-- WHAT IS NEEDED --
Find the lines holding the string "const" in the data, then copy all of them.

-- TASK INPUT --
--- --- ---
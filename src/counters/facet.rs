/// Facet fields, counter identity, and facet extraction
///
/// A facet is one browsing dimension of the album (capture year, tags,
/// camera model, lens, uploader). Each distinct facet value gets one
/// persisted counter record; this module defines the closed set of facet
/// fields, the deterministic counter-record identity, and the extraction
/// of a photo's facet contributions.

use std::collections::{BTreeMap, BTreeSet};
use std::fmt;

use crate::state::data::PhotoRecord;

/// Namespace token prefixed to every counter id
const COUNTER_NAMESPACE: &str = "values";

/// Separator between namespace, field name, and value in a counter id.
/// Field names never contain it; facet values theoretically could
/// (e.g., a tag with a pipe). That collision is a known, accepted risk —
/// escaping would change every persisted id.
const COUNTER_DELIMITER: char = '|';

/// The closed set of facet fields, in their fixed display order
#[derive(Debug, Clone, Copy, PartialEq, Eq, Hash, PartialOrd, Ord)]
pub enum FacetField {
    Year,
    Tags,
    Model,
    Lens,
    Email,
    Nick,
}

impl FacetField {
    /// All facet fields in the order the UI lists them and the rebuild
    /// commits them
    pub const ALL: [FacetField; 6] = [
        FacetField::Year,
        FacetField::Tags,
        FacetField::Model,
        FacetField::Lens,
        FacetField::Email,
        FacetField::Nick,
    ];

    pub fn as_str(&self) -> &'static str {
        match self {
            FacetField::Year => "year",
            FacetField::Tags => "tags",
            FacetField::Model => "model",
            FacetField::Lens => "lens",
            FacetField::Email => "email",
            FacetField::Nick => "nick",
        }
    }

    pub fn from_str(name: &str) -> Option<FacetField> {
        match name {
            "year" => Some(FacetField::Year),
            "tags" => Some(FacetField::Tags),
            "model" => Some(FacetField::Model),
            "lens" => Some(FacetField::Lens),
            "email" => Some(FacetField::Email),
            "nick" => Some(FacetField::Nick),
            _ => None,
        }
    }

    /// The photo's value for a single-valued facet field, or None if the
    /// field is absent/empty on this photo. Tags are multi-valued and
    /// handled separately in `extract_facets`.
    fn scalar_value(&self, photo: &PhotoRecord) -> Option<String> {
        let value = match self {
            // Year 0 means the capture date is unknown
            FacetField::Year => {
                if photo.year == 0 {
                    return None;
                }
                photo.year.to_string()
            }
            FacetField::Tags => return None,
            FacetField::Model => photo.model.clone(),
            FacetField::Lens => photo.lens.clone(),
            FacetField::Email => photo.email.clone(),
            FacetField::Nick => photo.nick.clone(),
        };
        if value.is_empty() {
            None
        } else {
            Some(value)
        }
    }
}

impl fmt::Display for FacetField {
    fn fmt(&self, f: &mut fmt::Formatter<'_>) -> fmt::Result {
        f.write_str(self.as_str())
    }
}

/// Build the stable identity of one counter record.
/// Injective over the practical domain and stable across restarts — this
/// string is the persisted record's primary key.
pub fn counter_id(field: FacetField, value: &str) -> String {
    format!(
        "{}{}{}{}{}",
        COUNTER_NAMESPACE,
        COUNTER_DELIMITER,
        field.as_str(),
        COUNTER_DELIMITER,
        value
    )
}

/// A counter id split back into its field and value
#[derive(Debug, Clone, PartialEq, Eq)]
pub struct FacetKey {
    pub field: FacetField,
    pub value: String,
}

impl FacetKey {
    /// Parse a counter id produced by `counter_id`. The value keeps any
    /// delimiter characters it contains: only the first two separators
    /// are structural, since the namespace and field names never contain
    /// the delimiter.
    pub fn parse(id: &str) -> Option<FacetKey> {
        let mut parts = id.splitn(3, COUNTER_DELIMITER);
        let namespace = parts.next()?;
        if namespace != COUNTER_NAMESPACE {
            return None;
        }
        let field = FacetField::from_str(parts.next()?)?;
        let value = parts.next()?;
        if value.is_empty() {
            return None;
        }
        Some(FacetKey {
            field,
            value: value.to_string(),
        })
    }
}

/// Derive the set of counter ids a photo contributes to, each with
/// weight 1. Tags contribute one entry per distinct non-empty tag;
/// scalar fields contribute one entry when present and non-empty.
///
/// Contributions are binary presence — a photo either counts toward a
/// facet value or it doesn't — so every weight is 1 and duplicate tags
/// collapse to a single entry.
pub fn extract_facets(photo: &PhotoRecord) -> BTreeMap<String, i64> {
    let mut facets = BTreeMap::new();

    for field in FacetField::ALL {
        if field == FacetField::Tags {
            // Deduplicate: ["a", "b", "a"] contributes {a:1, b:1}
            let distinct: BTreeSet<&str> = photo
                .tags
                .iter()
                .map(|t| t.as_str())
                .filter(|t| !t.is_empty())
                .collect();
            for tag in distinct {
                facets.insert(counter_id(field, tag), 1);
            }
        } else if let Some(value) = field.scalar_value(photo) {
            facets.insert(counter_id(field, &value), 1);
        }
    }

    facets
}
--- --- ---
-- ANSWER TO THIS TASK --
const COUNTER_NAMESPACE: &str = "values";
const COUNTER_DELIMITER: char = '|';
    pub const ALL: [FacetField; 6] = [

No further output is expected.